Revolving Door

keyboard

My training class was moved to our permanent desks at work this past Friday. I noticed this week that they have a new training class moved in already. Walking past the aisle where I used to sit, I wonder how many call center representatives have been housed in those rows, and how many of all those have come and gone.

I begin to think maybe it’s not an accident that both call centers at which I have worked have been affiliated with a temp agency. Perhaps it’s by design – an endless revolving door of new hires to fill positions no one can stand to occupy for long.

After our training class was moved to the floor, two of my favorite coworkers were let go due to not meeting call volume. They were hired by the temp agency so their position was more tenuous than mine at the start. The problem is, the time they were experiencing system issues and were not available to take calls was not taken into account when determining call volume as was promised.

Two others in our class quit along the way. Most of the rest of us are pretty afraid of getting fired for not meeting call volume or quality standards now that we’re no longer in training. I hate to generalize. But I feel like anyone who’s a good person at heart has a hard time working in a place like this for long. You have to steel your heart and stop feeling empathy to survive, let alone succeed. They call it “thick skin,” but I’ve never really understood what that phrase means. I don’t want skin so thick I stop reacting to people treating me badly.

And it’s not everyone. I sometimes talk to genuinely kind people. But it’s not the norm. More often, callers are short, impatient, demanding, entitled. Today someone called me “ma’am” and even though I’m 26 it was refreshing if only as a marker of deference. An acknowledgement that I might know something and that she was in need of my assistance.

A coworker said to me that the callers were “lazy” for calling in to get information they could access themselves. But I don’t know if that’s quite right. Maybe some are. But at some point we all allow others to do for us what we could do ourselves. We spend dollars rather than time or effort to get our needs met.

The problem is that somewhere along the way someone decided that because this was a financial transaction they didn’t have to be courteous. This attitude is present in all customer service exchanges to one extent or another. The fact that I am compensated for my efforts does not dilute or invalidate them. Or it should not. I still have information you need and I am providing a service. That’s why it’s called customer service in the first place, ostensibly.

Moreover, why does paying for something make it not valuable? Shouldn’t it be MORE valuable then? How can we relate ethically to one another and not take our frustrations with a broken system out on those who are only doing their best to help us?

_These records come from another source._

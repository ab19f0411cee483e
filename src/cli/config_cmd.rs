//! Config command handler

use crate::application::ports::ConfigStore;
use crate::domain::config::{AppConfig, ClipboardBackend, WatcherKind};
use crate::domain::error::ConfigError;

use super::args::{is_valid_config_key, ConfigAction, VALID_CONFIG_KEYS};
use super::presenter::Presenter;

const NOT_SET: &str = "(not set)";

/// Handle config subcommand
pub async fn handle_config_command<S: ConfigStore>(
    action: ConfigAction,
    store: &S,
    presenter: &Presenter,
) -> Result<(), ConfigError> {
    match action {
        ConfigAction::Init => handle_init(store, presenter).await,
        ConfigAction::Set { key, value } => handle_set(store, presenter, &key, &value).await,
        ConfigAction::Get { key } => handle_get(store, presenter, &key).await,
        ConfigAction::List => handle_list(store, presenter).await,
        ConfigAction::Path => handle_path(store, presenter),
    }
}

async fn handle_init<S: ConfigStore>(store: &S, presenter: &Presenter) -> Result<(), ConfigError> {
    store.init().await?;
    presenter.success(&format!(
        "Config file created at: {}",
        store.path().display()
    ));
    Ok(())
}

async fn handle_set<S: ConfigStore>(
    store: &S,
    presenter: &Presenter,
    key: &str,
    value: &str,
) -> Result<(), ConfigError> {
    check_key(key)?;

    let mut config = store.load().await?;
    apply_value(&mut config, key, value)?;

    store.save(&config).await?;
    presenter.success(&format!("{} = {}", key, value));

    Ok(())
}

async fn handle_get<S: ConfigStore>(
    store: &S,
    presenter: &Presenter,
    key: &str,
) -> Result<(), ConfigError> {
    check_key(key)?;

    let config = store.load().await?;
    presenter.output(value_of(&config, key).as_deref().unwrap_or(NOT_SET));

    Ok(())
}

async fn handle_list<S: ConfigStore>(store: &S, presenter: &Presenter) -> Result<(), ConfigError> {
    let config = store.load().await?;

    for key in VALID_CONFIG_KEYS {
        presenter.key_value(key, value_of(&config, key).as_deref().unwrap_or(NOT_SET));
    }

    Ok(())
}

fn handle_path<S: ConfigStore>(store: &S, presenter: &Presenter) -> Result<(), ConfigError> {
    presenter.output(&store.path().to_string_lossy());
    Ok(())
}

fn check_key(key: &str) -> Result<(), ConfigError> {
    if is_valid_config_key(key) {
        Ok(())
    } else {
        Err(invalid(
            key,
            format!("Unknown key. Valid keys: {}", VALID_CONFIG_KEYS.join(", ")),
        ))
    }
}

fn invalid(key: &str, message: impl Into<String>) -> ConfigError {
    ConfigError::ValidationError {
        key: key.to_string(),
        message: message.into(),
    }
}

/// Validate `value` for `key` and store it in `config`
fn apply_value(config: &mut AppConfig, key: &str, value: &str) -> Result<(), ConfigError> {
    match key {
        "history_limit" => {
            config.history_limit = Some(
                value
                    .parse::<usize>()
                    .ok()
                    .filter(|n| *n > 0)
                    .ok_or_else(|| invalid(key, "Value must be a positive integer"))?,
            )
        }
        "expiration_days" => {
            config.expiration_days = Some(value.parse::<u32>().map_err(|_| {
                invalid(key, "Value must be a whole number of days (0 disables expiry)")
            })?)
        }
        "watcher" => {
            let kind = value
                .parse::<WatcherKind>()
                .map_err(|e| invalid(key, e.to_string()))?;
            config.watcher = Some(kind.to_string());
        }
        "poll_interval_ms" => {
            config.poll_interval_ms = Some(
                value
                    .parse::<u64>()
                    .ok()
                    .filter(|ms| *ms > 0)
                    .ok_or_else(|| invalid(key, "Value must be a positive number of milliseconds"))?,
            )
        }
        "clipboard_backend" => {
            let backend = value
                .parse::<ClipboardBackend>()
                .map_err(|e| invalid(key, e.to_string()))?;
            config.clipboard_backend = Some(backend.to_string());
        }
        "notify" => {
            config.notify = Some(
                parse_bool(value).map_err(|_| invalid(key, "Value must be 'true' or 'false'"))?,
            )
        }
        "database_path" => {
            if value.trim().is_empty() {
                return Err(invalid(key, "Path must not be empty"));
            }
            config.database_path = Some(value.to_string());
        }
        _ => return Err(invalid(key, "Unknown key")),
    }
    Ok(())
}

/// Stored value of `key` as text
fn value_of(config: &AppConfig, key: &str) -> Option<String> {
    match key {
        "history_limit" => config.history_limit.map(|n| n.to_string()),
        "expiration_days" => config.expiration_days.map(|n| n.to_string()),
        "watcher" => config.watcher.clone(),
        "poll_interval_ms" => config.poll_interval_ms.map(|n| n.to_string()),
        "clipboard_backend" => config.clipboard_backend.clone(),
        "notify" => config.notify.map(|b| b.to_string()),
        "database_path" => config.database_path.clone(),
        _ => None,
    }
}

/// Parse a boolean value
fn parse_bool(value: &str) -> Result<bool, ()> {
    match value.to_lowercase().as_str() {
        "true" | "yes" | "1" => Ok(true),
        "false" | "no" | "0" => Ok(false),
        _ => Err(()),
    }
}

#[cfg(test)]
mod tests {
    use super::*;
    use async_trait::async_trait;
    use std::path::PathBuf;
    use std::sync::Mutex;

    struct MemoryConfigStore(Mutex<AppConfig>);

    #[async_trait]
    impl ConfigStore for MemoryConfigStore {
        async fn load(&self) -> Result<AppConfig, ConfigError> {
            Ok(self.0.lock().unwrap().clone())
        }

        async fn save(&self, config: &AppConfig) -> Result<(), ConfigError> {
            *self.0.lock().unwrap() = config.clone();
            Ok(())
        }

        fn path(&self) -> PathBuf {
            PathBuf::from("/memory/config.toml")
        }

        fn exists(&self) -> bool {
            true
        }

        async fn init(&self) -> Result<(), ConfigError> {
            Err(ConfigError::AlreadyExists(self.path().display().to_string()))
        }
    }

    #[test]
    fn parse_bool_values() {
        assert_eq!(parse_bool("true"), Ok(true));
        assert_eq!(parse_bool("false"), Ok(false));
        assert_eq!(parse_bool("yes"), Ok(true));
        assert_eq!(parse_bool("no"), Ok(false));
        assert_eq!(parse_bool("1"), Ok(true));
        assert_eq!(parse_bool("0"), Ok(false));
        assert!(parse_bool("invalid").is_err());
    }

    #[test]
    fn apply_numeric_values() {
        let mut config = AppConfig::empty();

        apply_value(&mut config, "history_limit", "30").unwrap();
        apply_value(&mut config, "expiration_days", "0").unwrap();
        apply_value(&mut config, "poll_interval_ms", "250").unwrap();

        assert_eq!(config.history_limit, Some(30));
        assert_eq!(config.expiration_days, Some(0));
        assert_eq!(config.poll_interval_ms, Some(250));
    }

    #[test]
    fn reject_bad_numbers() {
        let mut config = AppConfig::empty();

        assert!(apply_value(&mut config, "history_limit", "0").is_err());
        assert!(apply_value(&mut config, "history_limit", "-3").is_err());
        assert!(apply_value(&mut config, "expiration_days", "week").is_err());
        assert!(apply_value(&mut config, "poll_interval_ms", "0").is_err());
        assert_eq!(config, AppConfig::empty());
    }

    #[test]
    fn watcher_and_backend_are_normalized() {
        let mut config = AppConfig::empty();

        apply_value(&mut config, "watcher", "polling").unwrap();
        apply_value(&mut config, "clipboard_backend", "Wayland").unwrap();

        assert_eq!(config.watcher.as_deref(), Some("poll"));
        assert_eq!(config.clipboard_backend.as_deref(), Some("wayland"));
        assert!(apply_value(&mut config, "watcher", "inotify").is_err());
    }

    #[test]
    fn database_path_must_not_be_blank() {
        let mut config = AppConfig::empty();
        assert!(apply_value(&mut config, "database_path", "  ").is_err());
        apply_value(&mut config, "database_path", "/tmp/h.db").unwrap();
        assert_eq!(value_of(&config, "database_path").as_deref(), Some("/tmp/h.db"));
    }

    #[tokio::test]
    async fn set_then_get_through_store() {
        let store = MemoryConfigStore(Mutex::new(AppConfig::empty()));
        let presenter = Presenter::new();

        handle_config_command(
            ConfigAction::Set {
                key: "expiration_days".to_string(),
                value: "14".to_string(),
            },
            &store,
            &presenter,
        )
        .await
        .unwrap();

        assert_eq!(store.load().await.unwrap().expiration_days, Some(14));
    }

    #[tokio::test]
    async fn unknown_key_is_validation_error() {
        let store = MemoryConfigStore(Mutex::new(AppConfig::empty()));
        let presenter = Presenter::new();

        let err = handle_config_command(
            ConfigAction::Get {
                key: "api_key".to_string(),
            },
            &store,
            &presenter,
        )
        .await
        .unwrap_err();

        assert!(matches!(err, ConfigError::ValidationError { .. }));
    }
}
//! Configuration storage adapters

pub mod xdg;

pub use xdg::XdgConfigStore;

A kind word or an acknowledgement that my time and energy could be spent elsewhere is invaluable through the course of my day. Especially in a right-to-work state where my employer doesn’t value my time. I’m a replaceable commodity, as the endless line of training classes shows.

Somewhere along the way work became something that everyone does just because. It lost its value as a result. Work for the sake of work rather than work as a vocation to better oneself and society. What if we all saw work as a communal effort to get all our needs met most effectively? What if we didn’t take for granted the assistance of others as if we were entitled to it? Life is more than work, but we seem to have forgotten that somehow.

Even I was recently short with a customer service representative at the bank. I needed overdraft protection to stop a check from bouncing. I was impatient with him for telling me the overdraft options I could sign up for, rather than what my account had currently. I was so shocked that no inherent protection existed on my account that I allowed my frustration with myself for not managing my finances better to overshadow the conversation, which I then terminated rudely.

But I was wrong. We’ve all been and will continue to be wrong unless something changes. So how do we do better? Our culture does not encourage us to take responsibility for our actions or emotions, and it certainly does not teach us to process them effectively. But what would happen if we did? If we could learn?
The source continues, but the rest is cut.